The 2010 Cenus results are starting to come out and providing insight Portland's neighborhoods, people and its future. Of particular interest to us at p:ear is the information on the city's "food deserts," areas that lack access to grocery stores with in a mile radius. The Oregonian has broken down that definition to .5 and .75 miles, showing more residents farther and farther away from stores, shops, farmers markets and other places to buy fresh food.
How do food deserts effect us? How does this effect the kids we serve? Just adding megamarts to these areas isn't enough to address all issues that come along with food deserts. And that's where the work at p:ear becomes crucial.

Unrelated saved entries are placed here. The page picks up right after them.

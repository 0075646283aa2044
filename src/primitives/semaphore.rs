//! Counting semaphore. `give` hands a permit directly to the oldest waiter
//! instead of bumping the count, so a permit can't be stolen between the
//! wake-up and the waiter running.

use super::{current, park, WaitList, Waiter};
use crate::arch::{Port, Tick};
use crate::error::SyncError;
use crate::scheduler::Scheduler;
use crate::sync::IrqLock;
use crate::task::TaskHandle;

struct SemState {
    count: u32,
    max: u32,
    waiters: WaitList,
}

pub struct Semaphore {
    state: IrqLock<SemState>,
}

impl Semaphore {
    /// `initial` is clamped to `max`.
    pub const fn new(initial: u32, max: u32) -> Self {
        let count = if initial > max { max } else { initial };
        Self {
            state: IrqLock::new(SemState {
                count,
                max,
                waiters: WaitList::new(),
            }),
        }
    }

    pub fn count(&self) -> u32 {
        self.state.lock().count
    }

    pub fn waiting(&self) -> usize {
        self.state.lock().waiters.pending_count()
    }

    pub fn try_take(&self) -> Result<(), SyncError> {
        let mut s = self.state.lock();
        if s.count == 0 {
            return Err(SyncError::WouldBlock);
        }
        s.count -= 1;
        Ok(())
    }

    pub fn take<P: Port>(
        &self,
        sched: &Scheduler<'_, P>,
        timeout: Option<Tick>,
    ) -> Result<(), SyncError> {
        let me = current(sched)?;
        if self.begin_take(sched, me, timeout)? {
            return Ok(());
        }
        sched.task_resume_current(me);
        self.finish_take(me)
    }

    /// Take a permit for `who` (`Ok(true)`) or queue and block it.
    pub fn begin_take<P: Port>(
        &self,
        sched: &Scheduler<'_, P>,
        who: TaskHandle,
        timeout: Option<Tick>,
    ) -> Result<bool, SyncError> {
        let mut s = self.state.lock();
        if s.count > 0 {
            s.count -= 1;
            return Ok(true);
        }
        park(&mut s.waiters, sched, Waiter::new(who), timeout)?;
        Ok(false)
    }

    pub fn finish_take(&self, who: TaskHandle) -> Result<(), SyncError> {
        match self.state.lock().waiters.take(who) {
            Some(w) if w.woken => Ok(()),
            _ => Err(SyncError::Timeout),
        }
    }

    /// Release one permit. Fails with `Full` if the count is at its maximum
    /// and nobody is waiting.
    pub fn give<P: Port>(&self, sched: &Scheduler<'_, P>) -> Result<(), SyncError> {
        let mut s = self.state.lock();
        if s.waiters.serve_first(sched).is_some() {
            return Ok(());
        }
        if s.count >= s.max {
            return Err(SyncError::Full);
        }
        s.count += 1;
        Ok(())
    }
}

#[cfg(test)]
mod tests {
    use super::*;
    use crate::config::WEIGHT_NORMAL;
    use crate::task::TaskState;
    use crate::testing::*;

    #[test]
    fn test_counting_and_bounds() {
        let s = fixture();
        let sem = Semaphore::new(5, 2);
        assert_eq!(sem.count(), 2);
        sem.try_take().unwrap();
        sem.try_take().unwrap();
        assert_eq!(sem.try_take(), Err(SyncError::WouldBlock));
        sem.give(s).unwrap();
        sem.give(s).unwrap();
        assert_eq!(sem.give(s), Err(SyncError::Full));
        assert_eq!(sem.count(), 2);
    }

    #[test]
    fn test_give_hands_permit_to_oldest_waiter() {
        let s = fixture();
        let a = spawn(s, WEIGHT_NORMAL);
        let b = spawn(s, WEIGHT_NORMAL);
        let sem = Semaphore::new(0, 4);
        assert_eq!(sem.begin_take(s, a, None), Ok(false));
        assert_eq!(sem.begin_take(s, b, None), Ok(false));
        assert_eq!(sem.waiting(), 2);

        sem.give(s).unwrap();
        assert_eq!(sem.count(), 0);
        assert_eq!(s.task_state(a), Ok(TaskState::Ready));
        assert_eq!(s.task_state(b), Ok(TaskState::Blocked));
        assert_eq!(sem.finish_take(a), Ok(()));
        assert_eq!(sem.waiting(), 1);
    }

    #[test]
    fn test_take_times_out() {
        let s = fixture();
        let a = spawn_on(s, 0, WEIGHT_NORMAL);
        assert_eq!(dispatch(s, 0), Some(a));
        let sem = Semaphore::new(0, 1);
        assert_eq!(sem.take(s, Some(0)), Err(SyncError::WouldBlock));
        assert_eq!(sem.take(s, Some(3)), Err(SyncError::Timeout));
        assert_eq!(sem.waiting(), 0);
        assert_eq!(s.task_state(a), Ok(TaskState::Running));
        sem.give(s).unwrap();
        assert_eq!(sem.take(s, None), Ok(()));
    }
}
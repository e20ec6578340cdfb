use std::path::PathBuf;

use thiserror::Error;

/// Errors from the rename/fetch executor and the directory driver.
#[derive(Debug, Error)]
pub enum RenameError {
    /// The destination folder is already there; nothing was touched
    #[error("{} already exists", .folder.display())]
    Conflict { folder: PathBuf },

    /// The working directory could not be listed
    #[error("Cannot read directory {}: {source}", .path.display())]
    ReadDir {
        path: PathBuf,
        #[source]
        source: std::io::Error,
    },

    /// I/O error while creating the folder or moving the file
    #[error("I/O error: {0}")]
    Io(#[from] std::io::Error),
}

impl RenameError {
    pub fn conflict(folder: impl Into<PathBuf>) -> Self {
        Self::Conflict {
            folder: folder.into(),
        }
    }

    pub fn read_dir(path: impl Into<PathBuf>, source: std::io::Error) -> Self {
        Self::ReadDir {
            path: path.into(),
            source,
        }
    }
}

/// Errors from planning installer moves.
#[derive(Debug, Error)]
pub enum OrganizeError {
    #[error("Cannot read directory {}: {source}", .path.display())]
    ReadDir {
        path: PathBuf,
        #[source]
        source: std::io::Error,
    },
}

One of our cornerstones is our kitchen and nutrition program which recreates that "kitchen table" atmosphere and conversations about healthy eating and food preparation. Fresh delicious food becomes the conversation piece between p:ear's volunteer cooks and youth. We firmly believe that what you put in your body is a sign of the respect you have for your body. Think back to when you were a kid and your mom told you to eat your beets because they were good for you. And maybe at first you thought they tasted like dirt, but after a while (and a few different recipes) you started to think, "hey, beets aren't so bad." For many of our youth who lack these role models, our meals are examples of a way to care for and nurture the self.
While many people may associate "community" with their Facebook page, a physical strong community is crucial to helping these young people be successful. Having access to fresh food and being able to use the knowledge they've picked up around the p:ear kitchen table can only be truly effective when they are surrounded by the proper resources.